MATERIAL PROVIDED:
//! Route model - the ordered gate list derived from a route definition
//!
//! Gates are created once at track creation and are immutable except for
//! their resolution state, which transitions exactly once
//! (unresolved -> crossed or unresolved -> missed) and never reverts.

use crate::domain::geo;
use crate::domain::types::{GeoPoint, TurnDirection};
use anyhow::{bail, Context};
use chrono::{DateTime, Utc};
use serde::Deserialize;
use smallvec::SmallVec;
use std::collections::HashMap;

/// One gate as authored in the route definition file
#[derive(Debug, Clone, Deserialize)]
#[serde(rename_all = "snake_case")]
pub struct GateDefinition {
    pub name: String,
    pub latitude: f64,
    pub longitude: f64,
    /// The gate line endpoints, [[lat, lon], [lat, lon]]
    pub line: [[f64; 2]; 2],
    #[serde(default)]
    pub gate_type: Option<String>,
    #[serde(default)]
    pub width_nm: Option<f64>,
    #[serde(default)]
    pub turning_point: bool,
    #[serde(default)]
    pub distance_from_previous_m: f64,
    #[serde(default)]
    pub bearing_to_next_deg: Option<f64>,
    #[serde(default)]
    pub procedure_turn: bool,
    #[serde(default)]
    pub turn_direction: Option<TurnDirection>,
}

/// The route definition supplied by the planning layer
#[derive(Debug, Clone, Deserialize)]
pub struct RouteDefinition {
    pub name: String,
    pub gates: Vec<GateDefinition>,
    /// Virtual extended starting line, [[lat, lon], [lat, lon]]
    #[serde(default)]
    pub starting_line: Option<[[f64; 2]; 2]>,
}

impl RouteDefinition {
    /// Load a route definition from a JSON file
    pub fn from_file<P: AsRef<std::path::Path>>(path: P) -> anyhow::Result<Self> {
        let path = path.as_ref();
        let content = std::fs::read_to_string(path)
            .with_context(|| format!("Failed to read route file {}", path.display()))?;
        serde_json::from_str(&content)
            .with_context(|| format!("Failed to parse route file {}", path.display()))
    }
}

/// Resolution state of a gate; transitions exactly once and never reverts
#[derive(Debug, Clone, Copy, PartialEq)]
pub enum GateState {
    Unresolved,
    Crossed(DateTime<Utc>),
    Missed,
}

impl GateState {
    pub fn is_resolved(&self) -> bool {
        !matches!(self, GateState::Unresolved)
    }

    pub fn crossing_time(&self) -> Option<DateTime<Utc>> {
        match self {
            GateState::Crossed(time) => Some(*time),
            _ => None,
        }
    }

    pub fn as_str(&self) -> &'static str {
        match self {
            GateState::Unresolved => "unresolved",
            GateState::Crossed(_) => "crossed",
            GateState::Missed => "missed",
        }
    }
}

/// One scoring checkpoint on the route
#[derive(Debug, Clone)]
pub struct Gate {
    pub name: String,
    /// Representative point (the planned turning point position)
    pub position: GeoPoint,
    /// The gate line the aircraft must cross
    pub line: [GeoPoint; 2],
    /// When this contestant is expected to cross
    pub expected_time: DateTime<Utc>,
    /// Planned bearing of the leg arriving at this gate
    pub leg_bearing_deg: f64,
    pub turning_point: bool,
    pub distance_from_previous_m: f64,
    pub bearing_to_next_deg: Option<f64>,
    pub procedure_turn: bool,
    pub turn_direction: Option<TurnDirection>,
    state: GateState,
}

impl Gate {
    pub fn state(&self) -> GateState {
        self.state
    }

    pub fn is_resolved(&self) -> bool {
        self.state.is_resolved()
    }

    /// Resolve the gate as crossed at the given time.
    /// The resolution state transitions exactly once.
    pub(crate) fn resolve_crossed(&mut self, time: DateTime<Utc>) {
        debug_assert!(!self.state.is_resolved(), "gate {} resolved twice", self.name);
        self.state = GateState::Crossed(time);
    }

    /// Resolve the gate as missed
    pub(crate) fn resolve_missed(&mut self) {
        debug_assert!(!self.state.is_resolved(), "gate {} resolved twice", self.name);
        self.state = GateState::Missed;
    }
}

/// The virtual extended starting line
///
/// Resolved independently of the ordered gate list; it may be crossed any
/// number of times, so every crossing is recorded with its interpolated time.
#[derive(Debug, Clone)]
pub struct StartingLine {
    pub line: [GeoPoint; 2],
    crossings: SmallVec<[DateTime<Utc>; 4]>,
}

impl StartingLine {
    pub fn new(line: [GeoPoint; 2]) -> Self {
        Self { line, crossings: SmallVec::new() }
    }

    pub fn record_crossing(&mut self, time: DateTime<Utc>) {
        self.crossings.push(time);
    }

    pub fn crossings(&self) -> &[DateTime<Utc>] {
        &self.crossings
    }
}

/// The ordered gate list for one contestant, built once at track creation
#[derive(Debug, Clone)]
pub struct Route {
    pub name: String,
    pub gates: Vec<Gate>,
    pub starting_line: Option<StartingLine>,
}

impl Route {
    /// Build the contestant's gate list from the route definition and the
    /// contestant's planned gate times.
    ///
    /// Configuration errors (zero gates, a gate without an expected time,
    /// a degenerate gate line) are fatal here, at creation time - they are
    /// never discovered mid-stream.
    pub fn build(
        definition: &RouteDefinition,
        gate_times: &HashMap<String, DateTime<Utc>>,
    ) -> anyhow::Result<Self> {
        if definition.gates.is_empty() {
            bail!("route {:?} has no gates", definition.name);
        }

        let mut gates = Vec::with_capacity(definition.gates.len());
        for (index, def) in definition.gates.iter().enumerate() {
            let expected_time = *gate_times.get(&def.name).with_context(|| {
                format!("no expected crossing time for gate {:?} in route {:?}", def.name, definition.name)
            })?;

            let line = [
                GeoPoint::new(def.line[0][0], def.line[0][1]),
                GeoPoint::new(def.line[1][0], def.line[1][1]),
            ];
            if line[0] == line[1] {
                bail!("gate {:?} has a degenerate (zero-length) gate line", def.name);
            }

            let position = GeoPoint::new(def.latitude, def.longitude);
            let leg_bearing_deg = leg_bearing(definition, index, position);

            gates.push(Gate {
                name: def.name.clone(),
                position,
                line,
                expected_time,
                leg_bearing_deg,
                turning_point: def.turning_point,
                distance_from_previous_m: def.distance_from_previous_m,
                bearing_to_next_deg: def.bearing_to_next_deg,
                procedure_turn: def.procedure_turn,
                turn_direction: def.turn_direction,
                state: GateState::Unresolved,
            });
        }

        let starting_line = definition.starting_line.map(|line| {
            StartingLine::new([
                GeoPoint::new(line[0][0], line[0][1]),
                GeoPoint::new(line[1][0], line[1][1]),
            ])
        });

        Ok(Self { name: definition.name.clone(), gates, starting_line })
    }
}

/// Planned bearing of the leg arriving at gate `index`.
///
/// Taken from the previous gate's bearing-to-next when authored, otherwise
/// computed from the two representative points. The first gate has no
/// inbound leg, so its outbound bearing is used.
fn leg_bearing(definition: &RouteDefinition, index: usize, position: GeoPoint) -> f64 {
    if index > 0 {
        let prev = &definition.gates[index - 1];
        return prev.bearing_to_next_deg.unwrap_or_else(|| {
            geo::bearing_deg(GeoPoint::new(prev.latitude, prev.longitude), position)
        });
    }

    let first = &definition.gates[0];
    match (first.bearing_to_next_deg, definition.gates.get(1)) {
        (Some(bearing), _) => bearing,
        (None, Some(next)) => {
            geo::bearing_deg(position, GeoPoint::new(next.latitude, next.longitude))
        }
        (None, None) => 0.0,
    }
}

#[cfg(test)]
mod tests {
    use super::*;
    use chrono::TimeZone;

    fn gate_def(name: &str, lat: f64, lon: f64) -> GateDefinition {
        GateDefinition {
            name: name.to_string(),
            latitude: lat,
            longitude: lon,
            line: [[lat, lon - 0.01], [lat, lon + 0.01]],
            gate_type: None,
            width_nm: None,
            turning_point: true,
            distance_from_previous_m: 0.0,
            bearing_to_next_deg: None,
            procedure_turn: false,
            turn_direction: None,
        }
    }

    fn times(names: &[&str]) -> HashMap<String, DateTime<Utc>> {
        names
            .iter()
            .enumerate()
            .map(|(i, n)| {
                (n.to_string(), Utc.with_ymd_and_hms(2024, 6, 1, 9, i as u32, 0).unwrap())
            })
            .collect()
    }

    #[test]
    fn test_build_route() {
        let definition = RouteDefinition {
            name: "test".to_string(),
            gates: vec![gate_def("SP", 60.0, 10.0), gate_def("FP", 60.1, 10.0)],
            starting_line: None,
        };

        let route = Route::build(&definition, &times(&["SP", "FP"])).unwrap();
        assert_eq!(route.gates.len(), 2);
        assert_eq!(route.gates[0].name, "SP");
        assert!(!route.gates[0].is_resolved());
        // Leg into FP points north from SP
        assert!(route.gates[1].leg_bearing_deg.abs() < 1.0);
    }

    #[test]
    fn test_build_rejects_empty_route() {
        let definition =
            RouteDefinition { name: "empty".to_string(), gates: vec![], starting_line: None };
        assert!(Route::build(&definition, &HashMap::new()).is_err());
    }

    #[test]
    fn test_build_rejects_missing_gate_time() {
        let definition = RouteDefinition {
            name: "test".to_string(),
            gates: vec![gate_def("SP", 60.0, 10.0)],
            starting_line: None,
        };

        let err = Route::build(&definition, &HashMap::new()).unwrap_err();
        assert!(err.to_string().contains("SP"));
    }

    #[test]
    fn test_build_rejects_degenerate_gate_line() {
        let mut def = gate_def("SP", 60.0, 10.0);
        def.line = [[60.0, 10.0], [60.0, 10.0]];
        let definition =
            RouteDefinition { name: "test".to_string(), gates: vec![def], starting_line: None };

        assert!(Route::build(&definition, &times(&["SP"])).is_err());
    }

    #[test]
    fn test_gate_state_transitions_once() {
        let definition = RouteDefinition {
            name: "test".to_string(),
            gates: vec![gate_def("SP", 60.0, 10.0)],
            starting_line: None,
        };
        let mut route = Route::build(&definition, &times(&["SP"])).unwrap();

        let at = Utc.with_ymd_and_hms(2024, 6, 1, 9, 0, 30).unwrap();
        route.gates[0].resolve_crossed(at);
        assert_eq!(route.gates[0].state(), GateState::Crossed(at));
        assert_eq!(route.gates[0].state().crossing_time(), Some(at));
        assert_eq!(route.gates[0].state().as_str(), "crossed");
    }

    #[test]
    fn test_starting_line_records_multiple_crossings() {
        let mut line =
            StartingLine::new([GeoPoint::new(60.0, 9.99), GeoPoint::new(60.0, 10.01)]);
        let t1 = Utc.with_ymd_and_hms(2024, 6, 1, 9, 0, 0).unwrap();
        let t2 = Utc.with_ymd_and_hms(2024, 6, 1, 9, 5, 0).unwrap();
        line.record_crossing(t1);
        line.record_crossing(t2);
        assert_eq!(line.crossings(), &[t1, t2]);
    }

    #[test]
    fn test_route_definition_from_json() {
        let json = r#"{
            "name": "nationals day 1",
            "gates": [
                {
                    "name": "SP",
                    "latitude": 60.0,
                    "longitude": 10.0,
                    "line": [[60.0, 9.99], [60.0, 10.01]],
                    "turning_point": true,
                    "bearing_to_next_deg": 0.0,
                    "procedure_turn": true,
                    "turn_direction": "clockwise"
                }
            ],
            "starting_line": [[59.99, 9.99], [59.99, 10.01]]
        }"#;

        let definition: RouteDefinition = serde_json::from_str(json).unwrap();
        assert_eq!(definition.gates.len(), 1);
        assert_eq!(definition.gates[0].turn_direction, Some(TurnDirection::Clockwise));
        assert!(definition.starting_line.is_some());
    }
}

---

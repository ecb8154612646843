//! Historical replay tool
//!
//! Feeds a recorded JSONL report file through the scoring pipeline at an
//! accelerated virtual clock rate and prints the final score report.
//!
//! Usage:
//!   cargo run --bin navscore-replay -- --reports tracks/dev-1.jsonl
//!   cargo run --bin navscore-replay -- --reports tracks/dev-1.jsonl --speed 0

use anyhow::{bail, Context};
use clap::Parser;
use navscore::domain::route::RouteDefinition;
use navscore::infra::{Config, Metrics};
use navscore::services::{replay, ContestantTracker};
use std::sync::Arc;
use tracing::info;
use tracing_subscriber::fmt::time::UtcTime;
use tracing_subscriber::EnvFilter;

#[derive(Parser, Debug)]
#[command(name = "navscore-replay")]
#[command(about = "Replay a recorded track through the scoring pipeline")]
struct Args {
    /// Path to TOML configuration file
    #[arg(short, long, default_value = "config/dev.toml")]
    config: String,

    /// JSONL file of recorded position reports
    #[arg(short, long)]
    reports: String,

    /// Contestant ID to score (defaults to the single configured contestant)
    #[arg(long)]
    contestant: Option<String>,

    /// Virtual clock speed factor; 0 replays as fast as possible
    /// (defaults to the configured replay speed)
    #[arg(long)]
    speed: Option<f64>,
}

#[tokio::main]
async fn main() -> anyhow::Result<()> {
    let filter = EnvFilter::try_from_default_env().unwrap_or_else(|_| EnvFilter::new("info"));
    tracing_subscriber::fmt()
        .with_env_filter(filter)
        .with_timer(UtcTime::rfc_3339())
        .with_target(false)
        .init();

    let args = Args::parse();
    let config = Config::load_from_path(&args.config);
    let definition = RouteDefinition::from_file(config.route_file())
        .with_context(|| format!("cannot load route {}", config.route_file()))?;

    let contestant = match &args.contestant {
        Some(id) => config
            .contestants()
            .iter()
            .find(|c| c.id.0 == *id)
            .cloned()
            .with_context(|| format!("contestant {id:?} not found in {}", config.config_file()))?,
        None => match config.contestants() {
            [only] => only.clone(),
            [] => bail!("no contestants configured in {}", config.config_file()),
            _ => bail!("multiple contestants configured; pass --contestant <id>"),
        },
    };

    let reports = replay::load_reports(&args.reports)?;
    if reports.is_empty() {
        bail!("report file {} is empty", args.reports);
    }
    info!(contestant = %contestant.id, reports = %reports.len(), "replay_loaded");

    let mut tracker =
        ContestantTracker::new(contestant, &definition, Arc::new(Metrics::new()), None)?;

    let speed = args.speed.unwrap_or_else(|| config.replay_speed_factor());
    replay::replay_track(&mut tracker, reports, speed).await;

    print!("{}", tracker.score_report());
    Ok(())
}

WHAT TO WORK ON: In the data above, which lines include "ContestantTracker"? Return those lines.

ANSWER BOX:
use navscore::services::{replay, ContestantTracker};
        ContestantTracker::new(contestant, &definition, Arc::new(Metrics::new()), None)?;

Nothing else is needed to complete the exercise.